Component (F-1) is an alkoxysilane compound represented by the following general formula (1). R ¹ _a R ² _b Si(OR ³ ) _{4 - a - b} (1) In formula (1), R ¹ is independently an alkyl group having 6 to 15 carbon atoms, and R ² is independently unsubstituted or substituted A substituted monovalent hydrocarbon group with 1 to 12 carbon atoms, ^R3 is independently an alkyl group with 1 to 6 carbon atoms, a is an integer of 1 to 3, b is an integer of 0 to 2, and a+b is 1 to 3 an integer of .

In the above general formula (1), examples of the alkyl group represented by R ¹ include hexyl, octyl, nonyl, decyl, dodecyl, tetradecyl and the like. If the number of carbon atoms of the alkyl group represented by ^R1 satisfies the range of 6 to 15, the wettability of the component (A) is sufficiently improved, the handleability is good, and the low-temperature characteristics of the composition become good.

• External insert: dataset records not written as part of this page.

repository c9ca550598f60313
// src/config/mod.rs
pub mod consts;
pub mod options;
//! OpenAI backend and model-backed service against a mock HTTP server.

#![cfg(feature = "openai")]

use scribe_core::{AiService, BrainstormRequest, Error, GenerationBackend, GenerationRequest};
use scribe_inference::openai::{OpenAIBackend, OpenAIConfig};
use scribe_inference::{ModelAiService, PromptStyle};
use serde_json::json;
use wiremock::matchers::{body_partial_json, header, method, path};
use wiremock::{Mock, MockServer, ResponseTemplate};

fn backend_for(server: &MockServer) -> OpenAIBackend {
    let config = OpenAIConfig {
        base_url: server.uri(),
        api_key: Some("test-key".to_string()),
        gen_model: "gpt-4o".to_string(),
        timeout_seconds: 10,
    };
    OpenAIBackend::new(config).expect("Failed to create backend")
}

fn completion(content: &str) -> serde_json::Value {
    json!({
        "id": "chatcmpl-123",
        "choices": [{
            "index": 0,
            "message": {"role": "assistant", "content": content},
            "finish_reason": "stop"
        }],
        "usage": {"prompt_tokens": 10, "completion_tokens": 5, "total_tokens": 15}
    })
}

fn voltaire_request() -> BrainstormRequest {
    BrainstormRequest {
        document_context: "The Age of Enlightenment".to_string(),
        document_goal: "Research paper on the enlightenment".to_string(),
        note_content: "Voltaire and religious tolerance".to_string(),
    }
}

#[tokio::test]
async fn test_generate_sends_auth_and_sampling_parameters() {
    let server = MockServer::start().await;

    Mock::given(method("POST"))
        .and(path("/chat/completions"))
        .and(header("Authorization", "Bearer test-key"))
        .and(body_partial_json(json!({
            "model": "gpt-4o",
            "temperature": 0.3,
            "max_tokens": 50
        })))
        .respond_with(ResponseTemplate::new(200).set_body_json(completion("voltaire tolerance")))
        .expect(1)
        .mount(&server)
        .await;

    let backend = backend_for(&server);
    let request = GenerationRequest::system("make a query")
        .with_temperature(0.3)
        .with_max_tokens(50);

    let text = backend.generate(&request).await.unwrap();
    assert_eq!(text, "voltaire tolerance");
}

#[tokio::test]
async fn test_json_mode_sets_response_format() {
    let server = MockServer::start().await;

    Mock::given(method("POST"))
        .and(path("/chat/completions"))
        .and(body_partial_json(json!({
            "response_format": {"type": "json_object"}
        })))
        .respond_with(ResponseTemplate::new(200).set_body_json(completion("{\"results\": []}")))
        .expect(1)
        .mount(&server)
        .await;

    let backend = backend_for(&server);
    let text = backend
        .generate(&GenerationRequest::system("json please").json())
        .await
        .unwrap();
    assert_eq!(text, "{\"results\": []}");
}

#[tokio::test]
async fn test_auth_failure_maps_to_config_error() {
    let server = MockServer::start().await;

    Mock::given(method("POST"))
        .and(path("/chat/completions"))
        .respond_with(ResponseTemplate::new(401).set_body_json(json!({
            "error": {
                "message": "Incorrect API key provided",
                "type": "invalid_request_error",
                "code": "invalid_api_key"
            }
        })))
        .mount(&server)
        .await;

    let err = backend_for(&server)
        .generate(&GenerationRequest::system("x"))
        .await
        .unwrap_err();
    assert!(matches!(err, Error::Config(_)), "got {:?}", err);
    assert!(err.to_string().contains("Incorrect API key provided"));
}

#[tokio::test]
async fn test_server_error_without_body() {
    let server = MockServer::start().await;

    Mock::given(method("POST"))
        .and(path("/chat/completions"))
        .respond_with(ResponseTemplate::new(503))
        .mount(&server)
        .await;

    let err = backend_for(&server)
        .generate(&GenerationRequest::system("x"))
        .await
        .unwrap_err();
    assert!(matches!(err, Error::Inference(_)));
    assert!(err.to_string().contains("Unknown error"));
}

#[tokio::test]
async fn test_json_mode_rejection_is_config_error() {
    let server = MockServer::start().await;

    Mock::given(method("POST"))
        .and(path("/chat/completions"))
        .and(body_partial_json(json!({"response_format": {"type": "json_object"}})))
        .respond_with(ResponseTemplate::new(400).set_body_json(json!({
            "error": {
                "message": "'response_format' of type 'json_object' is not supported with this model.",
                "type": "invalid_request_error",
                "code": null
            }
        })))
        .expect(1)
        .mount(&server)
        .await;

    let service = ModelAiService::new(backend_for(&server)).with_prompt_style(PromptStyle::Structured);
    let err = service
        .brainstorm(&BrainstormRequest {
            document_context: "Essay draft".to_string(),
            document_goal: "Research paper on the enlightenment".to_string(),
            note_content: "Voltaire".to_string(),
        })
        .await
        .unwrap_err();
    assert!(matches!(err, Error::Config(_)), "got {:?}", err);
    assert!(err.to_string().contains("SCRIBE_PROMPT_STYLE=free_text"));
}

#[tokio::test]
async fn test_brainstorm_flow_end_to_end() {
    let server = MockServer::start().await;

    let answer = "**Integration Suggestions:**\n- Open the section on religion with it\n\n**Expansion Ideas:**\n- The Calas affair\n\n**Relevant Links:**\n- [MIT OCW](https://ocw.mit.edu)\n\n**Alternative Perspectives:**\n- His antisemitism complicates the picture";

    Mock::given(method("POST"))
        .and(path("/chat/completions"))
        .and(body_partial_json(json!({"temperature": 0.7, "max_tokens": 800})))
        .respond_with(ResponseTemplate::new(200).set_body_json(completion(answer)))
        .expect(1)
        .mount(&server)
        .await;

    let service = ModelAiService::new(backend_for(&server));
    let response = service.brainstorm(&voltaire_request()).await.unwrap();

    assert_eq!(
        response.bullet_points,
        vec![
            "Integration: Open the section on religion with it",
            "Expand: The Calas affair",
            "Source: MIT OCW (https://ocw.mit.edu)",
            "Alternative: His antisemitism complicates the picture",
        ]
    );
}

#[tokio::test]
async fn test_structured_brainstorm_flow() {
    let server = MockServer::start().await;

    let answer = json!({
        "results": [
            {"label": "Expansion Ideas", "description": "Letters on the English"},
            {"label": "Relevance", "description": "Shows the Enlightenment's anticlerical turn"}
        ]
    })
    .to_string();

    Mock::given(method("POST"))
        .and(path("/chat/completions"))
        .and(body_partial_json(json!({"response_format": {"type": "json_object"}})))
        .respond_with(ResponseTemplate::new(200).set_body_json(completion(&answer)))
        .expect(1)
        .mount(&server)
        .await;

    let service =
        ModelAiService::new(backend_for(&server)).with_prompt_style(PromptStyle::Structured);
    let response = service.brainstorm(&voltaire_request()).await.unwrap();

    assert_eq!(
        response.bullet_points,
        vec![
            "Expand: Letters on the English",
            "Relevance: Shows the Enlightenment's anticlerical turn",
        ]
    );
}

#[tokio::test]
async fn test_null_content_is_empty_response_error() {
    let server = MockServer::start().await;

    Mock::given(method("POST"))
        .and(path("/chat/completions"))
        .respond_with(ResponseTemplate::new(200).set_body_json(json!({
            "id": "chatcmpl-1",
            "choices": [{"index": 0, "message": {"role": "assistant", "content": null}, "finish_reason": "stop"}]
        })))
        .mount(&server)
        .await;

    let service = ModelAiService::new(backend_for(&server));
    let err = service.brainstorm(&voltaire_request()).await.unwrap_err();
    assert!(err.to_string().contains("Empty response from AI service"));
}

#[tokio::test]
async fn test_web_search_flow_end_to_end() {
    let server = MockServer::start().await;

    Mock::given(method("POST"))
        .and(path("/chat/completions"))
        .and(body_partial_json(json!({"max_tokens": 50})))
        .respond_with(ResponseTemplate::new(200).set_body_json(completion("Voltaire Treatise on Tolerance 1763")))
        .expect(1)
        .mount(&server)
        .await;

    let results = json!({
        "results": [
            {"title": "Treatise on Tolerance", "url": "https://www.gutenberg.org/ebooks/35060", "description": "Full text."},
            {"title": "Voltaire", "url": "https://plato.stanford.edu/entries/voltaire/", "description": "Encyclopedia entry."}
        ]
    })
    .to_string();

    Mock::given(method("POST"))
        .and(path("/chat/completions"))
        .and(body_partial_json(json!({"max_tokens": 600})))
        .respond_with(ResponseTemplate::new(200).set_body_json(completion(&results)))
        .expect(1)
        .mount(&server)
        .await;

    let service = ModelAiService::new(backend_for(&server));
    let response = service.web_search(&voltaire_request()).await.unwrap();

    assert_eq!(response.web_results.len(), 2);
    assert_eq!(response.web_results[0].title, "Treatise on Tolerance");
    assert_eq!(
        response.web_results[1].url,
        "https://plato.stanford.edu/entries/voltaire/"
    );
}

The unsubstituted or substituted monovalent hydrocarbon group having 1 to 12 carbon atoms represented by ^R is preferably selected from alkyl groups having 1 to 5 carbon atoms, aryl groups having 6 to 12 carbon atoms, and A group in an aralkyl group having 7 to 12 carbon atoms. Examples of the alkyl group having 1 to 5 carbon atoms include methyl group, ethyl group, propyl group, isopropyl group, butyl group, isobutyl group, tertiary butyl group, pentyl group and neopentyl group. Examples of the aryl group having 6 to 12 carbon atoms include phenyl, tolyl, xylyl, naphthyl, biphenyl and the like. Furthermore, examples of the aralkyl group having 7 to 12 carbon atoms include benzyl group, phenethyl group, phenylpropyl group, methylbenzyl group and the like. Among them, alkyl groups having 1 to 3 carbon atoms such as methyl group, ethyl group, and propyl group; and phenyl group are preferable. Examples of the alkyl group having 1 to 6 carbon atoms represented by R ³ include methyl, ethyl, propyl, butyl, hexyl and the like.

式(2)中，R ⁴獨立地為碳原子數1～6的烷基，c是5～100的整數。 Component (F-2) is a dimethyl polysiloxane whose one end of the molecular chain is blocked by a trialkoxysilyl group, which is represented by the following general formula (2).

In formula (2), R ⁴ is independently an alkyl group having 1 to 6 carbon atoms, and c is an integer of 5 to 100.

Examples of the alkyl group having 1 to 6 carbon atoms represented by R ⁴ include, for example, the same groups as the alkyl groups exemplified for R ³ above. c is an integer of 5-100, preferably an integer of 5-70, particularly preferably an integer of 10-50.

As a surface treatment agent of (F) component, at least 1 sort(s) chosen from the group which consists of (F-1) component and (F-2) component can be blended. As a compounding quantity at the time of blending (F) component, Preferably it is 0.01-300 mass parts with respect to 100 mass parts of (A) components, More preferably, it is 0.1-200 mass parts. Oil separation will not occur as the compounding quantity of (F)component is below the said upper limit.

[(G) Cerium Oxide] Cerium oxide can be blended as the (G) component in the thermally conductive silicon oxide composition of the present invention. Cerium oxide as a component (G) is a heat stabilizer that improves heat resistance. As cerium oxide, it is preferable to use cerium oxide having a Buert (BET) specific surface area of 50 m ² /g or more.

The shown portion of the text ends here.